From the beginning of the movement in the 1960s, to free persecuted Jews living in Russia he publicly sought support for the re-establishment of the “religious and cultural freedom” of all Soviet Jews. In 1967, by telephone hookup, King addressed dozens of “Soviet Jewry” human rights rallies across America. He admonished his fellow Americans not to sit “complacently by the wayside” while Soviet Jews faced possible dissolution of their spiritual and cultural lives.

King’s commitment to an independent Israel was also clear. With Israel threatened by its Arab neighbors, he wrote to the Jewish community that “Israel’s right to exist as a state in security is incontestable.” In addressing a convention of rabbis 10 days before his death, the Nobel Peace laureate referred to Israel as “one of the great outposts of democracy in the world” and said, “We must stand with all our might to protect Israel’s territorial integrity and its right to exist.”

He frequently denounced anti-Semitism in this country and abroad by saying, “The segregationists and racists make no distinction between the Negro and the Jew.” He is revered by Jews, who remember his efforts on their behalf.

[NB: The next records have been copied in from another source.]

//! Batched int8 GEMM with per-token and per-channel scales.
//!
//! `Y[b, m, n] = (sum_k XQ[b, m, k] * WQ[b, n, k]) * x_scale[b, m] * w_scale[b, n] + bias[n]`
//!
//! The reduction is split into `2^split_k` partitions. Each partition
//! accumulates exactly in `i32`; partial results are scaled and summed in
//! `f32`, so a larger `split_k` changes rounding but never overflows.

use candle_core::{DType, Tensor};
use opkit_core::{
    checks::{expect_rank, expect_same_device, expect_shape},
    dtype::ensure_float,
    host::{read_f32, write_f32},
    testing::log_call,
    OpError, Result,
};
use rayon::prelude::*;

use crate::instances::{heuristic, instance, KernelInstance};
use crate::int8::decode_int8;
use crate::tuned::{ProblemSize, TunedGemmTable};

/// Output dtypes the kernel can write.
pub const OUTPUT_DTYPES: [DType; 3] = [DType::BF16, DType::F16, DType::F32];

struct Operands {
    x: Vec<i8>,
    w: Vec<i8>,
    x_scale: Vec<f32>,
    w_scale: Vec<f32>,
    /// Expanded to `[B, N]`.
    bias: Option<Vec<f32>>,
}

fn prepare(
    xq: &Tensor,
    wq: &Tensor,
    x_scale: &Tensor,
    w_scale: &Tensor,
    out_dtype: DType,
) -> Result<(ProblemSize, Operands)> {
    expect_same_device(&[(xq, "xq"), (wq, "wq"), (x_scale, "x_scale"), (w_scale, "w_scale")])?;
    let xd = expect_rank(xq, 3, "xq")?;
    let wd = expect_rank(wq, 3, "wq")?;
    let (b, m, k) = (xd[0], xd[1], xd[2]);
    let n = wd[1];
    if wd[0] != b || wd[2] != k {
        return Err(OpError::shape(format!(
            "wq {wd:?} must be [B, N, K] matching xq {xd:?}"
        )));
    }
    if k == 0 {
        return Err(OpError::shape("reduction dim K must be positive"));
    }
    expect_shape(x_scale, &[b, m, 1], "x_scale")?;
    expect_shape(w_scale, &[b, 1, n], "w_scale")?;
    ensure_float(x_scale.dtype(), "x_scale")?;
    ensure_float(w_scale.dtype(), "w_scale")?;
    if !OUTPUT_DTYPES.contains(&out_dtype) {
        return Err(OpError::dtype(format!(
            "output dtype must be one of {OUTPUT_DTYPES:?}, got {out_dtype:?}"
        )));
    }
    Ok((
        ProblemSize { b, m, n, k },
        Operands {
            x: decode_int8(xq, "xq")?,
            w: decode_int8(wq, "wq")?,
            x_scale: read_f32(x_scale)?,
            w_scale: read_f32(w_scale)?,
            bias: None,
        },
    ))
}

/// Expands a `[N]`, `[1, N]` or `[B, 1, N]` bias to `[B, N]`.
fn expand_bias(bias: &Tensor, size: ProblemSize) -> Result<Vec<f32>> {
    ensure_float(bias.dtype(), "bias")?;
    let values = read_f32(bias)?;
    let ProblemSize { b, n, .. } = size;
    match bias.dims() {
        [len] | [1, len] if *len == n => Ok(values.repeat(b)),
        [bb, 1, len] if *bb == b && *len == n => Ok(values),
        other => Err(OpError::shape(format!(
            "bias must be [N], [1, N] or [B, 1, N] with N = {n}, B = {b}; got {other:?}"
        ))),
    }
}

fn k_partitions(split_k: u32, k: usize) -> Result<usize> {
    let k_batch = 1usize.checked_shl(split_k).filter(|_| split_k < 31);
    match k_batch {
        Some(k_batch) if k_batch <= k => Ok(k_batch),
        _ => Err(OpError::argument(
            "split_k",
            format!("2^{split_k} partitions exceed the reduction length {k}"),
        )),
    }
}

/// Kernel instance plus the split-K a tuned entry asked for.
#[derive(Debug, Clone, Copy)]
pub struct KernelChoice {
    pub instance: &'static KernelInstance,
    /// `None` on a heuristic pick; the caller's `split_k` then applies.
    pub split_k: Option<u32>,
}

/// Chooses the kernel for `size` from `table`, falling back to the heuristic.
pub fn select_instance_in(table: &TunedGemmTable, size: ProblemSize) -> KernelChoice {
    let tuned = table
        .lookup(size)
        .and_then(|entry| instance(entry.kernel_id).map(|inst| (inst, entry.split_k)));
    match tuned {
        Some((inst, split_k)) => {
            log::debug!("a8w8 {size:?}: tuned kernel {} split_k={split_k}", inst.name());
            KernelChoice {
                instance: inst,
                split_k: Some(split_k),
            }
        }
        None => {
            let inst = heuristic(size.m, size.n, size.k);
            log::debug!("a8w8 {size:?}: heuristic kernel {}", inst.name());
            KernelChoice {
                instance: inst,
                split_k: None,
            }
        }
    }
}

/// [`select_instance_in`] over the globally configured tuned table.
pub fn select_instance(size: ProblemSize) -> KernelChoice {
    select_instance_in(TunedGemmTable::global(), size)
}

/// Resolves the instance and reduction partition count. A tuned hit
/// overrides the requested `split_k`.
fn plan(table: &TunedGemmTable, size: ProblemSize, split_k: u32) -> Result<(&'static KernelInstance, usize)> {
    let choice = select_instance_in(table, size);
    let split_k = choice.split_k.unwrap_or(split_k);
    Ok((choice.instance, k_partitions(split_k, size.k)?))
}

#[inline]
fn dot_i8(a: &[i8], b: &[i8]) -> i32 {
    a.iter().zip(b).map(|(&x, &y)| x as i32 * y as i32).sum()
}

fn run_kernel(inst: &KernelInstance, ops: &Operands, size: ProblemSize, k_batch: usize) -> Vec<f32> {
    let ProblemSize { b, m, n, k } = size;
    let mut out = vec![0f32; b * m * n];
    if out.is_empty() {
        return out;
    }
    let k_chunk = k.div_ceil(k_batch);
    let (m_tile, n_tile, k_tile) = (inst.m_per_block.max(1), inst.n_per_block.max(1), inst.k_per_block.max(1));

    out.par_chunks_mut(m * n).enumerate().for_each(|(bi, batch_out)| {
        batch_out
            .par_chunks_mut(m_tile * n)
            .enumerate()
            .for_each(|(tile, rows)| {
                let mut acc = vec![0i32; n_tile];
                for (r, row_out) in rows.chunks_mut(n).enumerate() {
                    let token = bi * m + tile * m_tile + r;
                    let x_row = &ops.x[token * k..(token + 1) * k];
                    let xs = ops.x_scale[token];
                    for n0 in (0..n).step_by(n_tile) {
                        let n1 = (n0 + n_tile).min(n);
                        for part in 0..k_batch {
                            let ks = part * k_chunk;
                            let ke = ((part + 1) * k_chunk).min(k);
                            if ks >= ke {
                                continue;
                            }
                            acc[..n1 - n0].iter_mut().for_each(|a| *a = 0);
                            for k0 in (ks..ke).step_by(k_tile) {
                                let k1 = (k0 + k_tile).min(ke);
                                for (j, a) in acc[..n1 - n0].iter_mut().enumerate() {
                                    let channel = bi * n + n0 + j;
                                    let w_row = &ops.w[channel * k..(channel + 1) * k];
                                    *a += dot_i8(&x_row[k0..k1], &w_row[k0..k1]);
                                }
                            }
                            for (j, &a) in acc[..n1 - n0].iter().enumerate() {
                                row_out[n0 + j] += a as f32 * xs * ops.w_scale[bi * n + n0 + j];
                            }
                        }
                    }
                    if let Some(bias) = &ops.bias {
                        for (y, &bv) in row_out.iter_mut().zip(&bias[bi * n..(bi + 1) * n]) {
                            *y += bv;
                        }
                    }
                }
            });
    });
    out
}

fn execute(
    inst: &KernelInstance,
    ops: &Operands,
    size: ProblemSize,
    k_batch: usize,
    out_dtype: DType,
    device: &candle_core::Device,
) -> Result<Tensor> {
    let out = run_kernel(inst, ops, size, k_batch);
    write_f32(out, &[size.b, size.m, size.n], out_dtype, device)
}

/// int8 batched GEMM; the kernel instance comes from the tuned table or the
/// size heuristic. A tuned entry's `split_k` replaces the `split_k` argument.
#[allow(clippy::too_many_arguments)]
pub fn batched_gemm_a8w8(
    xq: &Tensor,
    wq: &Tensor,
    x_scale: &Tensor,
    w_scale: &Tensor,
    out_dtype: DType,
    bias: Option<&Tensor>,
    split_k: u32,
) -> Result<Tensor> {
    log_call(
        "batched_gemm_a8w8",
        &[("xq", xq), ("wq", wq), ("x_scale", x_scale), ("w_scale", w_scale)],
    );
    let (size, mut ops) = prepare(xq, wq, x_scale, w_scale, out_dtype)?;
    if let Some(bias) = bias {
        ops.bias = Some(expand_bias(bias, size)?);
    }
    let (inst, k_batch) = plan(TunedGemmTable::global(), size, split_k)?;
    execute(inst, &ops, size, k_batch, out_dtype, xq.device())
}

/// Runs the explicitly selected `kernel_id` without bias, for tuning sweeps.
pub fn batched_gemm_a8w8_tune(
    xq: &Tensor,
    wq: &Tensor,
    x_scale: &Tensor,
    w_scale: &Tensor,
    out_dtype: DType,
    kernel_id: u32,
    split_k: u32,
) -> Result<Tensor> {
    log_call(
        "batched_gemm_a8w8_tune",
        &[("xq", xq), ("wq", wq), ("x_scale", x_scale), ("w_scale", w_scale)],
    );
    let inst = instance(kernel_id)
        .ok_or_else(|| OpError::argument("kernel_id", format!("no kernel instance with id {kernel_id}")))?;
    let (size, ops) = prepare(xq, wq, x_scale, w_scale, out_dtype)?;
    let k_batch = k_partitions(split_k, size.k)?;
    execute(inst, &ops, size, k_batch, out_dtype, xq.device())
}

King’s adoption of these causes was not surprising given his belief that the freedom of African Americans was tied to the universal right of all groups to live in peace, free from discrimination and oppression. This conviction was instrumental in shaping the close relationship between African Americans and Jews that developed during the King years and are still as relevant today as they were then.

King always sensed he was a target for assassination, so he strove to rapidly complete his life’s mission. He hoped people at his grave would say, “Here lived a man whom did his job as if God called him to do it.”

Dr. King, speaking for the good people of the world, your hope was exceedingly fulfilled.